DATA FOR REVIEW:
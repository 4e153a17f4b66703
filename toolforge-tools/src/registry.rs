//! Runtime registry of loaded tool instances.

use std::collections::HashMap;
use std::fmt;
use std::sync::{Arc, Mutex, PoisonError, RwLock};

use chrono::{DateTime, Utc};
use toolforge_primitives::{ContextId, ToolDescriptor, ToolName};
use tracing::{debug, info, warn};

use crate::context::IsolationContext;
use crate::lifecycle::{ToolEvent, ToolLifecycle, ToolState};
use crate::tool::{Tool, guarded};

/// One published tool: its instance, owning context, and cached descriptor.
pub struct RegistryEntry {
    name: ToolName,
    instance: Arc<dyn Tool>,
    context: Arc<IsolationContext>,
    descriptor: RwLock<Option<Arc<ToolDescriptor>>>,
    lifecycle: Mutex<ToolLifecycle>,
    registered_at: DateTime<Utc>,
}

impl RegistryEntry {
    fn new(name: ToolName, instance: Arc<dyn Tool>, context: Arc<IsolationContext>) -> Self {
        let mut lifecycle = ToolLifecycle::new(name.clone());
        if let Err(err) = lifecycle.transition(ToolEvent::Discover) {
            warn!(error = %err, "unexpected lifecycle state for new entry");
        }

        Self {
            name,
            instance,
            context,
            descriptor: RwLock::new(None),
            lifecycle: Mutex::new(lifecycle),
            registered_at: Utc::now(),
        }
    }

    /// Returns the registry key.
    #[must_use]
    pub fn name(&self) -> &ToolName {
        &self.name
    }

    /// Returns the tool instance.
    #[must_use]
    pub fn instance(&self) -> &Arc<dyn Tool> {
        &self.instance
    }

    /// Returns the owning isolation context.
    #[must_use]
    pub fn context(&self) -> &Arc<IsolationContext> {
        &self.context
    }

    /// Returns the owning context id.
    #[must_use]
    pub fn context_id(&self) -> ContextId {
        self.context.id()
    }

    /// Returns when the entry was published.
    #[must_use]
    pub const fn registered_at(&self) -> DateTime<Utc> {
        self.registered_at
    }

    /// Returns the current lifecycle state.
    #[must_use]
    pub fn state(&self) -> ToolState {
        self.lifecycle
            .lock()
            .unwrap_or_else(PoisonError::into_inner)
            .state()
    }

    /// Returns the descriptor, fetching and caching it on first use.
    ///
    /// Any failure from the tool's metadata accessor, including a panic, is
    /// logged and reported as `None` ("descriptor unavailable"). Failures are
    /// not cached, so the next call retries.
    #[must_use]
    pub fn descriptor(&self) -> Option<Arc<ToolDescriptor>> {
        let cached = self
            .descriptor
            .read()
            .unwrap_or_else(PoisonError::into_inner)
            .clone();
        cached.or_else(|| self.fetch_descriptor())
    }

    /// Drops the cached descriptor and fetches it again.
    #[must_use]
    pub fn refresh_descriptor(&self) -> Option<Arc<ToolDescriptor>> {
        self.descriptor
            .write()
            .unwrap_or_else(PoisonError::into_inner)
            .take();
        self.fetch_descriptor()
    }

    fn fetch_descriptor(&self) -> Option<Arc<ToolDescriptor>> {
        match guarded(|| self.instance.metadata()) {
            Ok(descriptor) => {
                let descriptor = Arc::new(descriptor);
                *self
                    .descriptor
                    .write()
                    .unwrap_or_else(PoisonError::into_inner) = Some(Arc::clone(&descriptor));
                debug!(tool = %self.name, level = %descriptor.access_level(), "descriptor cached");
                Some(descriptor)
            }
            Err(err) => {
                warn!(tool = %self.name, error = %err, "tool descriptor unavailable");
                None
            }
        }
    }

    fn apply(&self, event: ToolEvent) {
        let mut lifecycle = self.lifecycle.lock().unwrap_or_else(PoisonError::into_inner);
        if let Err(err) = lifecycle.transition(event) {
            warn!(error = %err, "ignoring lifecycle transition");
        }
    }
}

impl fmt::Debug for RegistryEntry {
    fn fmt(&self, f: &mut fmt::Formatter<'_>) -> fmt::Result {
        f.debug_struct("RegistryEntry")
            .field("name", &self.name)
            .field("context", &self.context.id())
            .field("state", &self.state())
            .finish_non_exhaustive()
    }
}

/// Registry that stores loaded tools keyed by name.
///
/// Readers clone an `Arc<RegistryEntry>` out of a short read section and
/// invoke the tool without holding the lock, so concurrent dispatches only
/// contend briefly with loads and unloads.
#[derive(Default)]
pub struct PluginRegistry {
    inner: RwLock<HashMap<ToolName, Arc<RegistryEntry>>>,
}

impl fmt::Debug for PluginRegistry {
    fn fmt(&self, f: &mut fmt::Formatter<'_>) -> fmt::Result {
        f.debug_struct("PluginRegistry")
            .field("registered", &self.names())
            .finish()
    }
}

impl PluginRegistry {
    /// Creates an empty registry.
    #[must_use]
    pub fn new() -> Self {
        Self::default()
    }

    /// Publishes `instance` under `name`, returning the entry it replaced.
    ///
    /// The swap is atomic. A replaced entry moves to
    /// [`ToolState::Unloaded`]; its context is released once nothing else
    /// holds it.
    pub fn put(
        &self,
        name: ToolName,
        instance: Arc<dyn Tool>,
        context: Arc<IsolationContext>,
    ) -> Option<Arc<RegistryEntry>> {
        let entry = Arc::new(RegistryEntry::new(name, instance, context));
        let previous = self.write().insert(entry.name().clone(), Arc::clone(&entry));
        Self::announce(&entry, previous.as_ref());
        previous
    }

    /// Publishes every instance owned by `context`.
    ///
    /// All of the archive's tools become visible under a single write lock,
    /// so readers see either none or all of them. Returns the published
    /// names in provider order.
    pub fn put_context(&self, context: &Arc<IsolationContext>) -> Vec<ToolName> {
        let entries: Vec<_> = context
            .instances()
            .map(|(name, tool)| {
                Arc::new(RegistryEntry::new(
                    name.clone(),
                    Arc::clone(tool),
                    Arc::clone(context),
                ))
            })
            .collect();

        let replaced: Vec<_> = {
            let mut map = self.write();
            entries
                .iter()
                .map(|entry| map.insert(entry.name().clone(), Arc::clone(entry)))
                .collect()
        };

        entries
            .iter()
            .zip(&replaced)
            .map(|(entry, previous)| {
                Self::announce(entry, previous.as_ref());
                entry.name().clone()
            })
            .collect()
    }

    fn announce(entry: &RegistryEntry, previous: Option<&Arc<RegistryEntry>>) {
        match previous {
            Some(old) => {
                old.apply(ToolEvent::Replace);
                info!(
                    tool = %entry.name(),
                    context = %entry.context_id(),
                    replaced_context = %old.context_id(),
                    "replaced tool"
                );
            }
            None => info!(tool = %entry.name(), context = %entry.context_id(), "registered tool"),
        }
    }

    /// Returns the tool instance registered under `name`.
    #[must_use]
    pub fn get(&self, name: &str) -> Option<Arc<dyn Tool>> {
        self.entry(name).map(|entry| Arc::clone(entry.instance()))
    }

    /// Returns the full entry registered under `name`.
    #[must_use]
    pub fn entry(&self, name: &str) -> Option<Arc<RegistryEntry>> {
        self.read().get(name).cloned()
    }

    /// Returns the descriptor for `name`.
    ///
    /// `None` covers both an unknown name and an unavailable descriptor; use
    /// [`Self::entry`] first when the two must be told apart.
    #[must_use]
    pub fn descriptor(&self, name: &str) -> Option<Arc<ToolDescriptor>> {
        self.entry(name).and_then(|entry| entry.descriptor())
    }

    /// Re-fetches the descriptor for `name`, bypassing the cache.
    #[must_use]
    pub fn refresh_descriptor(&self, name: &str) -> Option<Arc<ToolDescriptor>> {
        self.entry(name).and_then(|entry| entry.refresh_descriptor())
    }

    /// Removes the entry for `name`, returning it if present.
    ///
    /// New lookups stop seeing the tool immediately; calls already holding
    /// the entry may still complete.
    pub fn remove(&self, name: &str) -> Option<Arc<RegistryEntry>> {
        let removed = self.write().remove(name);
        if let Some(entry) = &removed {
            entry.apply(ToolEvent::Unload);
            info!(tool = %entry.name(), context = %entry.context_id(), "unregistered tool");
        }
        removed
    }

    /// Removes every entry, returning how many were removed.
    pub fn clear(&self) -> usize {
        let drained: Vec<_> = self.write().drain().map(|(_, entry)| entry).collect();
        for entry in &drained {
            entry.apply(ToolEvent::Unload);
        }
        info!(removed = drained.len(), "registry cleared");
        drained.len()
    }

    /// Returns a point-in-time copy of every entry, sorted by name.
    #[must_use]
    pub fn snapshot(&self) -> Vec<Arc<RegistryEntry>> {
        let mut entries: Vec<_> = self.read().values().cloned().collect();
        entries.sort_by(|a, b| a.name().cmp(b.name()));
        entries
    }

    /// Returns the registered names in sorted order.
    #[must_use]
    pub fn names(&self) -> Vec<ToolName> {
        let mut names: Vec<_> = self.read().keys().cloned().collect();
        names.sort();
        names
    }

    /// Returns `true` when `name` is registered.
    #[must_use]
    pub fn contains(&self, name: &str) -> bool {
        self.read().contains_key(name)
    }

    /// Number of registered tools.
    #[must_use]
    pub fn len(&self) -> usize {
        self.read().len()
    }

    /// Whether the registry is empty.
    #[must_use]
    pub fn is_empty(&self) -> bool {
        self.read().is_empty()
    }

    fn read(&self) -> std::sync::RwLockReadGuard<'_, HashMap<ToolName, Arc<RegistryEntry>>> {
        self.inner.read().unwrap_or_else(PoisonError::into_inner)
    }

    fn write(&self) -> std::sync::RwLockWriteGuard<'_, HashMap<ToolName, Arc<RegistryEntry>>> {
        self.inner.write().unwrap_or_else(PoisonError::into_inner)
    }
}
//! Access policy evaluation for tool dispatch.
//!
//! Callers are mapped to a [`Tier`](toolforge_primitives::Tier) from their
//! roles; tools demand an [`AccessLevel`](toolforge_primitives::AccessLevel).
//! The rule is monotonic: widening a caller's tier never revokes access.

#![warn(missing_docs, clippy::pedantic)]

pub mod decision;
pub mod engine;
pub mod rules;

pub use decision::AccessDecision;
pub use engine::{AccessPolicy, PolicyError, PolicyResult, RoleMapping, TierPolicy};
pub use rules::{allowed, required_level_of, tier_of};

WHAT THE TASK ASKS: Return, with no change at all, every line in the entries above from the line containing "if let Err(err) = lifecycle.transition(ToolEvent::Discover)" through the line containing "pub fn instance(&self)".

COMPLETED TASK:
        if let Err(err) = lifecycle.transition(ToolEvent::Discover) {
            warn!(error = %err, "unexpected lifecycle state for new entry");
        }

        Self {
            name,
            instance,
            context,
            descriptor: RwLock::new(None),
            lifecycle: Mutex::new(lifecycle),
            registered_at: Utc::now(),
        }
    }

    /// Returns the registry key.
    #[must_use]
    pub fn name(&self) -> &ToolName {
        &self.name
    }

    /// Returns the tool instance.
    #[must_use]
    pub fn instance(&self) -> &Arc<dyn Tool> {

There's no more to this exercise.